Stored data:
****
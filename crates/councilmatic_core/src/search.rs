use std::collections::HashMap;
use std::fmt;
use std::ops::Range;

use rusqlite::{Connection, params};
use tracing::debug;

use crate::db::{self, LegFileWithTopics};
use crate::error::{Result, StoreError};
use crate::schema::CouncilMember;

/// Which table a search hit points into.
#[derive(Debug, Clone, Copy, PartialEq, Eq)]
pub enum ModelKind {
    LegFile,
    CouncilMember,
}

impl ModelKind {
    pub fn as_str(self) -> &'static str {
        match self {
            ModelKind::LegFile => "leg_file",
            ModelKind::CouncilMember => "council_member",
        }
    }

    pub fn parse(s: &str) -> Option<Self> {
        match s {
            "leg_file" => Some(ModelKind::LegFile),
            "council_member" => Some(ModelKind::CouncilMember),
            _ => None,
        }
    }
}

impl fmt::Display for ModelKind {
    fn fmt(&self, f: &mut fmt::Formatter<'_>) -> fmt::Result {
        f.write_str(self.as_str())
    }
}

/// One ranked hit from the index: enough to find the row, nothing more.
#[derive(Debug, Clone, PartialEq, Eq)]
pub struct SearchHit {
    pub kind: ModelKind,
    pub ref_key: String,
}

/// A rank-ordered hit list. Implemented by the FTS index and, in tests, by
/// a plain vector.
pub trait HitSource {
    fn count(&self) -> Result<usize>;
    fn hits(&self, range: Range<usize>) -> Result<Vec<SearchHit>>;
}

impl HitSource for Vec<SearchHit> {
    fn count(&self) -> Result<usize> {
        Ok(self.len())
    }

    fn hits(&self, range: Range<usize>) -> Result<Vec<SearchHit>> {
        let end = range.end.min(self.len());
        let start = range.start.min(end);
        Ok(self[start..end].to_vec())
    }
}

/// Ranked hits straight out of the FTS table, best match first.
pub struct FtsHitSource<'c> {
    conn: &'c Connection,
    query: String,
}

impl<'c> FtsHitSource<'c> {
    pub fn new(conn: &'c Connection, query: &str) -> Self {
        Self {
            conn,
            query: fts_quote(query),
        }
    }
}

impl HitSource for FtsHitSource<'_> {
    fn count(&self) -> Result<usize> {
        if self.query.is_empty() {
            return Ok(0);
        }
        let count: i64 = self.conn.query_row(
            "SELECT COUNT(*) FROM search_index WHERE search_index MATCH ?1",
            params![self.query],
            |row| row.get(0),
        )?;
        Ok(count as usize)
    }

    fn hits(&self, range: Range<usize>) -> Result<Vec<SearchHit>> {
        if self.query.is_empty() || range.is_empty() {
            return Ok(Vec::new());
        }
        let mut stmt = self.conn.prepare(
            r#"
            SELECT kind, ref_key FROM search_index
            WHERE search_index MATCH ?1
            ORDER BY rank
            LIMIT ?2 OFFSET ?3
            "#,
        )?;
        let rows = stmt.query_map(
            params![self.query, range.len() as i64, range.start as i64],
            |row| Ok((row.get::<_, String>(0)?, row.get::<_, String>(1)?)),
        )?;

        let mut hits = Vec::new();
        for row in rows {
            let (kind, ref_key) = row?;
            match ModelKind::parse(&kind) {
                Some(kind) => hits.push(SearchHit { kind, ref_key }),
                None => debug!(%kind, %ref_key, "dropping hit with unknown model kind"),
            }
        }
        Ok(hits)
    }
}

/// Quote every term so user input cannot hit FTS query syntax.
fn fts_quote(query: &str) -> String {
    query
        .split_whitespace()
        .map(|term| format!("\"{}\"", term.replace('"', "\"\"")))
        .collect::<Vec<_>>()
        .join(" ")
}

/// A resolved search hit.
#[derive(Debug, Clone)]
pub enum SearchMatch {
    LegFile(LegFileWithTopics),
    Member(CouncilMember),
}

/// Presents ranked hits as a collection of domain objects, fetching the
/// backing rows in batches per model kind.
pub struct ResultSet<'c, S: HitSource> {
    conn: &'c Connection,
    source: S,
}

impl<'c, S: HitSource> ResultSet<'c, S> {
    pub fn new(conn: &'c Connection, source: S) -> Self {
        Self { conn, source }
    }

    pub fn count(&self) -> Result<usize> {
        self.source.count()
    }

    /// Every hit, resolved eagerly, rank order preserved.
    pub fn resolve_all(&self) -> Result<Vec<SearchMatch>> {
        let total = self.source.count()?;
        self.slice(0..total)
    }

    /// Resolve a contiguous run of ranked hits: one batched lookup per model
    /// kind, results reassembled in rank order. Hits whose row has since been
    /// deleted are dropped without error; the index catches up on the next
    /// reindex.
    pub fn slice(&self, range: Range<usize>) -> Result<Vec<SearchMatch>> {
        let hits = self.source.hits(range)?;

        let mut file_keys = Vec::new();
        let mut member_ids = Vec::new();
        for hit in &hits {
            match hit.kind {
                ModelKind::LegFile => file_keys.push(hit.ref_key.clone()),
                ModelKind::CouncilMember => {
                    if let Ok(id) = hit.ref_key.parse::<i64>() {
                        member_ids.push(id);
                    }
                }
            }
        }

        let files: HashMap<String, LegFileWithTopics> = db::leg_files_by_keys(self.conn, &file_keys)?
            .into_iter()
            .map(|f| (f.file.key.clone(), f))
            .collect();
        let members: HashMap<String, CouncilMember> = db::members_by_ids(self.conn, &member_ids)?
            .into_iter()
            .map(|m| (m.id.to_string(), m))
            .collect();

        let mut resolved = Vec::with_capacity(hits.len());
        for hit in hits {
            let found = match hit.kind {
                ModelKind::LegFile => files.get(&hit.ref_key).cloned().map(SearchMatch::LegFile),
                ModelKind::CouncilMember => {
                    members.get(&hit.ref_key).cloned().map(SearchMatch::Member)
                }
            };
            match found {
                Some(m) => resolved.push(m),
                None => debug!(
                    kind = %hit.kind,
                    ref_key = %hit.ref_key,
                    "dropping stale search hit"
                ),
            }
        }
        Ok(resolved)
    }

    /// Resolve exactly one ranked hit. Out-of-range is `None`; a hit whose
    /// row is gone is an error, since there is no list to quietly shrink.
    pub fn get(&self, index: usize) -> Result<Option<SearchMatch>> {
        let hits = self.source.hits(index..index + 1)?;
        let Some(hit) = hits.into_iter().next() else {
            return Ok(None);
        };
        let mut resolved = self.slice(index..index + 1)?;
        match resolved.pop() {
            Some(m) => Ok(Some(m)),
            None => Err(StoreError::StaleIndexReference {
                kind: hit.kind,
                key: hit.ref_key,
            }),
        }
    }
}
use std::fmt;

use schemars::JsonSchema;
use serde::{Deserialize, Serialize};
use time::Date;
use time::format_description::BorrowedFormatItem;
use time::macros::format_description;

const ISO_DATE: &[BorrowedFormatItem<'static>] = format_description!("[year]-[month]-[day]");

/// A legislative date that may be absent. The upstream feed uses the empty
/// string (not null) for missing dates, and that representation is kept on
/// the wire: `Empty` serializes as `""`.
#[derive(Debug, Clone, Copy, PartialEq, Eq)]
pub enum FileDate {
    Empty,
    On(Date),
}

impl FileDate {
    pub fn is_empty(&self) -> bool {
        matches!(self, FileDate::Empty)
    }

    pub fn as_date(&self) -> Option<Date> {
        match self {
            FileDate::Empty => None,
            FileDate::On(d) => Some(*d),
        }
    }

    /// Parse the stored form: `""` or `YYYY-MM-DD`.
    pub fn from_iso(s: &str) -> Result<Self, time::error::Parse> {
        if s.is_empty() {
            Ok(FileDate::Empty)
        } else {
            Date::parse(s, ISO_DATE).map(FileDate::On)
        }
    }
}

impl fmt::Display for FileDate {
    fn fmt(&self, f: &mut fmt::Formatter<'_>) -> fmt::Result {
        match self {
            FileDate::Empty => Ok(()),
            FileDate::On(d) => {
                let s = d.format(ISO_DATE).map_err(|_| fmt::Error)?;
                f.write_str(&s)
            }
        }
    }
}

impl Serialize for FileDate {
    fn serialize<S: serde::Serializer>(&self, serializer: S) -> Result<S::Ok, S::Error> {
        serializer.serialize_str(&self.to_string())
    }
}

impl<'de> Deserialize<'de> for FileDate {
    fn deserialize<D: serde::Deserializer<'de>>(deserializer: D) -> Result<Self, D::Error> {
        let s = String::deserialize(deserializer)?;
        FileDate::from_iso(&s).map_err(serde::de::Error::custom)
    }
}

impl JsonSchema for FileDate {
    fn schema_name() -> String {
        "FileDate".to_string()
    }

    fn json_schema(generator: &mut schemars::r#gen::SchemaGenerator) -> schemars::schema::Schema {
        // ISO-8601 calendar date, or "" when the source had none
        String::json_schema(generator)
    }
}

#[derive(Debug, Clone, Serialize, Deserialize, JsonSchema)]
pub struct LegFile {
    pub key: String, // natural key, parsed from the source URL
    pub id: String,  // display id as shown on the site
    pub url: String,
    pub file_type: String,
    pub status: String,
    pub title: String,
    pub controlling_body: String,
    pub intro_date: FileDate,
    pub final_date: FileDate,
    pub version: String,
    pub sponsors: Vec<String>, // "First Last" order
    pub minutes_url: Option<String>,
}

#[derive(Debug, Clone, Serialize, Deserialize, JsonSchema)]
pub struct Attachment {
    pub key: String,
    pub file: String, // display label
    pub url: Option<String>,
}

#[derive(Debug, Clone, Serialize, Deserialize, JsonSchema)]
pub struct Action {
    pub key: String,
    pub date_taken: FileDate,
    pub acting_body: String,
    pub motion: String,
    pub description: String,
}

/// The hosted site publishes no minutes; scrapes always produce an empty
/// list of these. The shape is kept so a future source can fill it in.
#[derive(Debug, Clone, Serialize, Deserialize, JsonSchema)]
pub struct Minutes {
    pub key: String,
    pub url: String,
}

/// One fully mapped scrape result: the record plus everything that is
/// persisted together with it in a single transaction.
#[derive(Debug, Clone, Serialize, Deserialize, JsonSchema)]
pub struct ScrapedFile {
    pub file: LegFile,
    pub attachments: Vec<Attachment>,
    pub actions: Vec<Action>,
    pub minutes: Vec<Minutes>,
}

#[derive(Debug, Clone, Serialize, Deserialize, JsonSchema)]
pub struct CouncilMember {
    pub id: i64,
    pub real_name: String,
    pub district: Option<String>,
    pub at_large: bool,
    pub active: bool,
}

#[derive(Debug, Clone, Serialize, Deserialize, JsonSchema)]
pub struct Topic {
    pub id: i64,
    pub topic: String,
}

#[derive(Debug, Clone, Serialize, Deserialize, JsonSchema)]
pub struct Location {
    pub id: i64,
    pub name: String,
    pub valid: bool,
}

#[derive(Debug, Clone, Serialize, Deserialize, JsonSchema)]
pub struct Subscription {
    pub id: i64,
    pub label: String,
    pub query: String, // free-text search the feed re-runs
}

#[derive(Debug, Clone, Serialize, Deserialize, JsonSchema)]
pub struct Bookmark {
    pub id: i64,
    pub user: String,
    pub legfile_key: String,
}

#[cfg(test)]
mod tests {
    use super::*;
    use time::macros::date;

    #[test]
    fn file_date_round_trips_iso() {
        let d = FileDate::from_iso("2020-01-15").unwrap();
        assert_eq!(d, FileDate::On(date!(2020 - 01 - 15)));
        assert_eq!(d.to_string(), "2020-01-15");
    }

    #[test]
    fn empty_file_date_is_the_empty_string() {
        let d = FileDate::from_iso("").unwrap();
        assert!(d.is_empty());
        assert_eq!(d.to_string(), "");
        assert_eq!(serde_json::to_string(&d).unwrap(), "\"\"");
    }

    #[test]
    fn bad_file_date_is_an_error() {
        assert!(FileDate::from_iso("01/15/2020").is_err());
    }
}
****
What you have to do: Where a line of the entries contains the word "dropping", copy that line.

Answer to the exercise:
                None => debug!(%kind, %ref_key, "dropping hit with unknown model kind"),
                    "dropping stale search hit"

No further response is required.